WASHINGTON — He canceled a trip to a cemetery in France where American soldiers from World War I are buried. He did not go to the observance at Arlington National Cemetery on Veterans Day. He has not visited American troops in Iraq or Afghanistan.

And shortly after becoming commander in chief, President Trump asked so few questions in a briefing at MacDill Air Force Base in Tampa, Fla., that top military commanders cut the number of prepared PowerPoint slides to three — they had initially planned 18 — said two officials with knowledge of the visit.

The commanders had slotted two hours for the meeting, but it lasted less than one.

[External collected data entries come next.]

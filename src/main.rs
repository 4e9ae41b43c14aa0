use axum::{
    Router,
    extract::Extension,
    routing::{delete, get, post},
};
use nightlife_core::clustering::engine::ClusterRouter;
use nightlife_core::clustering::handlers::{ENDPOINT_MAP_CLUSTERS, handle_compute_clusters};
use nightlife_core::config::{AppConfig, CliOverrides, USAGE};
use nightlife_core::queue::connectivity::{ConnectivityMonitor, spawn_auto_sync};
use nightlife_core::queue::handlers::*;
use nightlife_core::queue::protocol::*;
use nightlife_core::queue::queue::ActionQueue;
use nightlife_core::queue::registry::ActionHandlerRegistry;
use nightlife_core::remote::http::HttpRemoteService;
use nightlife_core::remote::service::register_remote_handlers;
use nightlife_core::storage::file::FileStore;
use nightlife_core::storage::store::ActionStore;
use std::sync::Arc;

#[tokio::main]
async fn main() -> anyhow::Result<()> {
    let args: Vec<String> = std::env::args().collect();
    let program = args.first().map(String::as_str).unwrap_or("nightlife-node");
    let overrides = CliOverrides::parse(args.get(1..).unwrap_or(&[]))?;

    if overrides.help {
        println!("Usage: {} {}", program, USAGE);
        println!("Example: {} --bind 127.0.0.1:7070 --remote http://127.0.0.1:54321", program);
        return Ok(());
    }

    tracing_subscriber::fmt()
        .with_max_level(if overrides.verbose {
            tracing::Level::DEBUG
        } else {
            tracing::Level::INFO
        })
        .init();

    // 1. Configuration: file first, then command-line overrides.
    let mut config = AppConfig::load(overrides.config_path.as_deref())?;
    overrides.apply(&mut config);
    config.validate()?;

    tracing::info!("Starting nightlife node on {}", config.bind);
    tracing::info!("Remote backend: {}", config.remote.base_url);

    // 2. Local store and remote handlers:
    let store = Arc::new(FileStore::open(&config.store_path)?);
    tracing::info!("Action store: {}", store.path().display());

    let registry = ActionHandlerRegistry::new();
    register_remote_handlers(&registry, Arc::new(HttpRemoteService::new(&config.remote)));

    // 3. Queue and the explicit connectivity subscription:
    let monitor = ConnectivityMonitor::new(config.start_online);
    let queue = Arc::new(ActionQueue::new(
        store.clone(),
        registry,
        monitor.clone(),
        config.queue.clone(),
    ));
    let auto_sync = spawn_auto_sync(queue.clone(), &monitor);

    let cluster_router = Arc::new(ClusterRouter::new(config.clustering.clone()));

    // 4. HTTP Router:
    let app = Router::new()
        .route(ENDPOINT_ACTIONS, post(handle_enqueue_action).get(handle_list_pending))
        .route(ENDPOINT_ACTION_BY_ID, delete(handle_remove_action))
        .route(ENDPOINT_SYNC, post(handle_sync))
        .route(
            ENDPOINT_CONNECTIVITY,
            get(handle_get_connectivity).put(handle_set_connectivity),
        )
        .route(ENDPOINT_MAP_CLUSTERS, post(handle_compute_clusters))
        .layer(Extension(queue))
        .layer(Extension(monitor))
        .layer(Extension(cluster_router));

    // 5. Start HTTP server:
    tracing::info!("HTTP server listening on {}", config.bind);
    tracing::info!("Press Ctrl+C to shutdown");

    let listener = tokio::net::TcpListener::bind(config.bind).await?;
    axum::serve(listener, app)
        .with_graceful_shutdown(async {
            let _ = tokio::signal::ctrl_c().await;
            tracing::info!("Shutdown requested");
        })
        .await?;

    auto_sync.abort();
    store.close()?;

    Ok(())
}
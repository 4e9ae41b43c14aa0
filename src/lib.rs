//! Nightlife Core Library
//!
//! Device-side logic behind the nightlife discovery app that is worth more than
//! glue: the offline action queue and the map clustering router. The binary
//! (`main.rs`) hosts both behind a small HTTP surface for the app shell.
//!
//! ## Architecture Modules
//! - **`queue`**: Durable offline queue for user mutations. Replays check-ins, likes,
//!   messages and profile edits against the backend with a bounded retry count.
//! - **`storage`**: Local stores backing the queue (in-memory and JSON file).
//! - **`remote`**: Contract for the hosted backend plus a REST adapter.
//! - **`clustering`**: Zoom-dependent marker/cluster routing over a fixed grid.
//! - **`config`**: Runtime configuration and the default thresholds.

pub mod clustering;
pub mod config;
pub mod queue;
pub mod remote;
pub mod storage;
//! Offline Action Queue Module
//!
//! Keeps user mutations (check-ins, likes, messages, profile edits) safe while the
//! device is offline and replays them once connectivity returns.
//!
//! ## Architecture Overview
//! 1. **Enqueue**: The app hands the queue an action type and an opaque payload.
//!    The local store assigns an id and persists it with `retry_count = 0`.
//! 2. **Trigger**: The host wires a `ConnectivityMonitor` to `spawn_auto_sync`, which
//!    runs a sync pass at startup (if online) and on every offline -> online edge.
//! 3. **Replay**: A sync pass walks the pending actions in insertion order and looks
//!    up a handler for each action type in the `ActionHandlerRegistry`.
//! 4. **Settle**: Success deletes the action. Failure bumps `retry_count` and drops the
//!    action once it reaches the configured bound. Unknown types follow the
//!    configured `UnknownActionPolicy`.
//!
//! ## Submodules
//! - **`types`**: Action ids, action types, queued actions and sync reports.
//! - **`registry`**: Maps action types to async handlers.
//! - **`queue`**: The `ActionQueue` itself (enqueue, list, remove, sync).
//! - **`connectivity`**: Online signal and the explicit auto-sync subscription.
//! - **`protocol`**: HTTP request/response bodies.
//! - **`handlers`**: Axum handlers exposing the queue to the host shell.

pub mod connectivity;
pub mod handlers;
pub mod protocol;
pub mod queue;
pub mod registry;
pub mod types;
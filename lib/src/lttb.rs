use std::borrow::Cow;

use crate::{Downsampler, Point, Sample};

/// Largest Triangle Three Buckets (LTTB) downsampling algorithm.
///
/// Reduces a slice of points sorted by x to exactly `threshold` points while
/// preserving the visual shape of the data. The first and last points are
/// always kept; every interior bucket contributes the point forming the
/// largest triangle with the previously selected point and the average of
/// the following bucket.
///
/// Returns the original data unchanged if `threshold == 0` or
/// `threshold >= data.len()`. A threshold of 1 keeps only the first point;
/// this deliberately differs from the Prometheus implementation, which
/// divides by `threshold - 2` and ends up emitting both endpoints.
pub fn downsample<P: Point + Clone>(data: &[P], threshold: usize) -> Cow<'_, [P]> {
    let n = data.len();
    if threshold == 0 || threshold >= n {
        return Cow::Borrowed(data);
    }

    // From here on n >= 2.
    match threshold {
        1 => return Cow::Owned(vec![data[0].clone()]),
        2 => return Cow::Owned(vec![data[0].clone(), data[n - 1].clone()]),
        _ => {}
    }

    let mut sampled = Vec::with_capacity(threshold);
    sampled.push(data[0].clone());

    // Bucket size. Leave room for start and end data points.
    let bucket_size = (n - 2) as f64 / (threshold - 2) as f64;
    let edge = |k: usize| (k as f64 * bucket_size).floor() as usize + 1;

    let mut a_idx = 0usize;

    for i in 0..(threshold - 2) {
        let (avg_x, avg_y) = bucket_average(data, edge(i + 1), edge(i + 2).min(n))
            .unwrap_or_else(|| (data[n - 1].x(), data[n - 1].y()));

        let range_start = edge(i);
        let range_end = edge(i + 1).min(n - 1);

        let (ax, ay) = (data[a_idx].x(), data[a_idx].y());
        let mut max_area = -1.0f64;
        let mut max_idx = range_start;

        for (j, p) in data.iter().enumerate().take(range_end).skip(range_start) {
            let area = ((ax - avg_x) * (p.y() - ay) - (ax - p.x()) * (avg_y - ay)).abs() * 0.5;
            if area > max_area {
                max_area = area;
                max_idx = j;
            }
        }

        sampled.push(data[max_idx].clone());
        a_idx = max_idx;
    }

    sampled.push(data[n - 1].clone());
    Cow::Owned(sampled)
}

// Mean of the points in [start, end), or None when the range is empty.
fn bucket_average<P: Point>(data: &[P], start: usize, end: usize) -> Option<(f64, f64)> {
    if start >= end {
        return None;
    }
    let (sum_x, sum_y) = data[start..end]
        .iter()
        .fold((0.0f64, 0.0f64), |(sx, sy), p| (sx + p.x(), sy + p.y()));
    let len = (end - start) as f64;
    Some((sum_x / len, sum_y / len))
}

/// Lttb is the [`Downsampler`] backed by [`downsample`].
#[derive(Debug, Default, Clone, Copy)]
pub struct Lttb;

impl Downsampler for Lttb {
    fn downsample<'a>(&self, series: &'a [Sample], threshold: usize) -> Cow<'a, [Sample]> {
        let sampled = downsample(series, threshold);
        tracing::trace!(input = series.len(), output = sampled.len(), "lttb downsample");
        sampled
    }
}
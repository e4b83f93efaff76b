use clap::Args;
use eyre::{Result, WrapErr};
use lttb::{is_sorted, Downsampler, Encoding, Method};
use tokio::io::{AsyncBufRead, AsyncWrite, AsyncWriteExt};

use crate::io::{detect_encoding, sources, Input, Output};

#[derive(Args, Debug)]
pub struct Opts {
    /// Target number of points per series
    #[clap(long, short = 't', env = "LTTB_THRESHOLD", default_value_t = 1000)]
    pub threshold: usize,

    /// Downsampling method (lttb, none)
    #[clap(long, default_value = "lttb")]
    pub method: Method,

    /// Input encoding (json, csv) [default: detected]
    #[clap(long)]
    pub from: Option<Encoding>,

    /// Output encoding (json, csv)
    #[clap(long, default_value = "json")]
    pub to: Encoding,

    /// Output file [default: stdout]
    #[clap(long, default_value = "stdout")]
    pub output: String,

    /// Input files [default: stdin]
    pub files: Vec<String>,
}

pub async fn downsample(opts: &Opts) -> Result<()> {
    let downsampler = opts.method.downsampler();
    let mut output = Output::from_filename(&opts.output).await?;

    for source in sources(&opts.files) {
        let mut input = Input::from_filename(&source).await?;
        let n = process(
            &source,
            &mut input,
            opts.from,
            opts.to,
            &downsampler,
            opts.threshold,
            &mut output,
        )
        .await?;
        tracing::debug!(source = %source, series = n, method = %opts.method, "done");
    }

    output.shutdown().await?;
    Ok(())
}

/// Decodes every series in `input`, downsamples it and encodes the result to
/// `output`. Returns the number of series processed.
pub async fn process<R, W, D>(
    source: &str,
    input: &mut R,
    from: Option<Encoding>,
    to: Encoding,
    downsampler: &D,
    threshold: usize,
    output: &mut W,
) -> Result<usize>
where
    R: AsyncBufRead + Unpin + Send,
    W: AsyncWrite + Unpin + Send,
    D: Downsampler + ?Sized,
{
    let Some(encoding) = detect_encoding(&mut *input, from).await? else {
        tracing::debug!(source = %source, "empty input");
        return Ok(0);
    };

    let mut count = 0;
    while let Some(series) = encoding
        .decode(&mut *input)
        .await
        .wrap_err_with(|| format!("decoding {} series #{}", source, count + 1))?
    {
        count += 1;
        if !is_sorted(&series) {
            tracing::warn!(
                source = %source,
                series = count,
                "timestamps are not sorted, downsampling may pick odd points"
            );
        }
        let sampled = downsampler.downsample(&series, threshold);
        tracing::debug!(
            source = %source,
            series = count,
            input = series.len(),
            output = sampled.len(),
            "downsampled"
        );
        to.encode(&mut *output, &sampled).await?;
    }

    Ok(count)
}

Rhetorically, Mr. Trump has embraced the United States’ 1.3 million active-duty troops as “my military” and “my generals” and has posted on Twitter that under his leadership, the American armed forces will be “the finest that our Country has ever had.” But top Defense Department officials say that Mr. Trump has not fully grasped the role of the troops he commands, nor the responsibility that he has to lead them and protect them from politics.

“There was the belief that over time, he would better understand, but I don’t know that that’s the case,” said Col. David Lapan, a retired Marine who served in the Trump administration in 2017 as a spokesman for the Department of Homeland Security. “I don’t think that he understands the proper use and role of the military and what we can, and can’t, do.”

On Friday, Mr. Trump conceded that he was wrong not to go to Arlington this week, saying he figured he had covered it by going to another American cemetery in Paris after skipping the first one.

“In retrospect, I should have and I did last year and I will virtually every year,” he told Chris Wallace of “Fox News Sunday” in an interview to air this weekend. “But we had come in very late at night and I had just left, literally, the American cemetery in Paris and I really probably assumed that was fine and I was extremely busy because of affairs of state — doing other things.”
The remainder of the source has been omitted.